Dataset excerpts
····················
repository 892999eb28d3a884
use chrono::NaiveDateTime;
use serde::Serialize;

use super::domain::{Lead, LeadStatus, UnitType};

/// Days assumed until move-in when the requested date cannot be parsed.
pub const FALLBACK_DAYS_UNTIL_MOVE: u32 = 90;

const SECONDS_PER_DAY: i64 = 86_400;
const NOTES_MIN_CHARS: usize = 10;

/// Normalized signals derived from a single lead.
#[derive(Debug, Clone, PartialEq, Serialize)]
pub struct FeatureSet {
    pub days_until_move: u32,
    pub urgency_score: u8,
    pub status_score: u8,
    pub has_notes: bool,
    pub has_employer: bool,
    pub has_move_reason: bool,
    pub occupants: u32,
    pub unit_demand_factor: f64,
}

impl FeatureSet {
    /// Number of optional profile fields the prospect filled in (0..=3).
    pub fn completeness_count(&self) -> u8 {
        [self.has_notes, self.has_employer, self.has_move_reason]
            .into_iter()
            .filter(|present| *present)
            .count() as u8
    }
}

pub fn extract(lead: &Lead, now: NaiveDateTime) -> FeatureSet {
    let (days_until_move, urgency_score) = match lead.move_in() {
        Some(move_in) => {
            let days = days_between(now, move_in);
            (
                u32::try_from(days.max(0)).unwrap_or(u32::MAX),
                urgency_score(days),
            )
        }
        None => (FALLBACK_DAYS_UNTIL_MOVE, urgency_score(i64::from(FALLBACK_DAYS_UNTIL_MOVE))),
    };

    FeatureSet {
        days_until_move,
        urgency_score,
        status_score: status_score(&lead.status),
        has_notes: lead
            .notes
            .as_deref()
            .map(|notes| notes.chars().count() > NOTES_MIN_CHARS)
            .unwrap_or(false),
        has_employer: is_filled(lead.employer.as_deref()),
        has_move_reason: is_filled(lead.move_reason.as_deref()),
        occupants: lead.occupant_count(),
        unit_demand_factor: unit_demand_factor(&lead.unit_type),
    }
}

/// Whole days from `from` to `to`, rounded toward negative infinity.
pub fn days_between(from: NaiveDateTime, to: NaiveDateTime) -> i64 {
    (to - from).num_seconds().div_euclid(SECONDS_PER_DAY)
}

pub fn urgency_score(days_until_move: i64) -> u8 {
    match days_until_move {
        d if d < 30 => 100,
        d if d < 60 => 50,
        _ => 20,
    }
}

/// Funnel progress weight; statuses outside the active pipeline score 5.
pub fn status_score(status: &LeadStatus) -> u8 {
    match status {
        LeadStatus::NewInquiry => 10,
        LeadStatus::Contacted => 20,
        LeadStatus::TourScheduled => 40,
        LeadStatus::TourCompleted => 60,
        LeadStatus::ApplicationSubmitted => 80,
        LeadStatus::Approved => 90,
        LeadStatus::Leased | LeadStatus::Rejected | LeadStatus::Other(_) => 5,
    }
}

/// Static demand for each floor plan; two bedrooms lease fastest.
pub fn unit_demand_factor(unit_type: &UnitType) -> f64 {
    match unit_type {
        UnitType::Studio => 0.7,
        UnitType::OneBedroom => 0.8,
        UnitType::TwoBedroom => 0.9,
        UnitType::ThreeBedroom => 0.6,
        UnitType::Other(_) => 0.5,
    }
}

fn is_filled(value: Option<&str>) -> bool {
    value.map(|text| !text.is_empty()).unwrap_or(false)
}
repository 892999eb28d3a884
pub mod config;
pub mod error;
pub mod telemetry;
pub mod workflows;
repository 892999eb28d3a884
use std::collections::BTreeMap;

use serde::{Deserialize, Serialize};
use serde_json::Value;

use super::domain::LeadStatus;
use super::repository::{LeadDocument, LeadStore, LeadStoreError};

const UNKNOWN: &str = "Unknown";

/// Historical funnel breakdown over every stored lead.
#[derive(Debug, Clone, PartialEq, Default, Serialize, Deserialize)]
pub struct ConversionReport {
    pub by_status: BTreeMap<String, u64>,
    /// Reserved for a move-in proximity breakdown; always empty.
    pub by_days_until_move: BTreeMap<String, u64>,
    pub by_unit_type: BTreeMap<String, u64>,
    pub total_leads: u64,
    /// Percentage of leads that reached Leased or Approved.
    pub conversion_rate: f64,
}

impl ConversionReport {
    pub fn from_documents<'a>(documents: impl IntoIterator<Item = &'a LeadDocument>) -> Self {
        let mut report = Self::default();
        let mut converted: u64 = 0;

        for document in documents {
            report.total_leads += 1;

            let status = text_field(document, "status");
            if LeadStatus::from_label(status).is_converted() {
                converted += 1;
            }
            *report.by_status.entry(status.to_string()).or_default() += 1;
            *report
                .by_unit_type
                .entry(text_field(document, "unitType").to_string())
                .or_default() += 1;
        }

        if report.total_leads > 0 {
            report.conversion_rate = converted as f64 / report.total_leads as f64 * 100.0;
        }

        report
    }
}

fn text_field<'a>(document: &'a LeadDocument, key: &str) -> &'a str {
    document
        .get(key)
        .and_then(Value::as_str)
        .unwrap_or(UNKNOWN)
}

pub fn conversion_factors<S>(store: &S) -> Result<ConversionReport, LeadStoreError>
where
    S: LeadStore + ?Sized,
{
    let documents = store.documents()?;
    Ok(ConversionReport::from_documents(&documents))
}
use super::super::domain::{Lead, LeadStatus, PriorityTier};

const HIGH_PRIORITY_FLOOR: u8 = 75;
const MEDIUM_PRIORITY_FLOOR: u8 = 50;
const APPLICATION_PUSH_MIN_SCORE: u8 = 60;

pub(crate) fn classify(total_score: u8) -> PriorityTier {
    if total_score >= HIGH_PRIORITY_FLOOR {
        PriorityTier::High
    } else if total_score >= MEDIUM_PRIORITY_FLOOR {
        PriorityTier::Medium
    } else {
        PriorityTier::Low
    }
}

/// Status-specific action that replaces the tier default when its predicate holds.
struct ActionOverride {
    applies: fn(&Lead, u8) -> bool,
    action: &'static str,
}

/// Evaluated top-down; the first matching rule wins.
const ACTION_OVERRIDES: &[ActionOverride] = &[
    ActionOverride {
        applies: tour_scheduled,
        action: "📅 Send tour reminder 24hrs before + parking instructions",
    },
    ActionOverride {
        applies: strong_after_tour,
        action: "📝 Send application link with fee waiver (limited time)",
    },
    ActionOverride {
        applies: application_submitted,
        action: "⚡ Fast-track application review - high conversion probability",
    },
];

fn tour_scheduled(lead: &Lead, _total_score: u8) -> bool {
    lead.status == LeadStatus::TourScheduled
}

fn strong_after_tour(lead: &Lead, total_score: u8) -> bool {
    lead.status == LeadStatus::TourCompleted && total_score > APPLICATION_PUSH_MIN_SCORE
}

fn application_submitted(lead: &Lead, _total_score: u8) -> bool {
    lead.status == LeadStatus::ApplicationSubmitted
}

pub(crate) fn recommended_action(lead: &Lead, total_score: u8, priority: PriorityTier) -> String {
    if let Some(rule) = ACTION_OVERRIDES
        .iter()
        .find(|rule| (rule.applies)(lead, total_score))
    {
        return rule.action.to_string();
    }

    match priority {
        PriorityTier::High => format!(
            "🔥 Hot lead! Call immediately - {} is ready to move",
            lead.name
        ),
        PriorityTier::Medium => format!("📞 Schedule tour ASAP for {}", lead.unit_type.label()),
        PriorityTier::Low => "📧 Send welcome email and add to nurture campaign".to_string(),
    }
}
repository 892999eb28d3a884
mod analytics;
mod common;
mod features;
····················
Exercise
Wherever the word "Send" appears in the listing above, copy that line.

Solved exercise
        action: "📅 Send tour reminder 24hrs before + parking instructions",
        action: "📝 Send application link with fee waiver (limited time)",
        PriorityTier::Low => "📧 Send welcome email and add to nurture campaign".to_string(),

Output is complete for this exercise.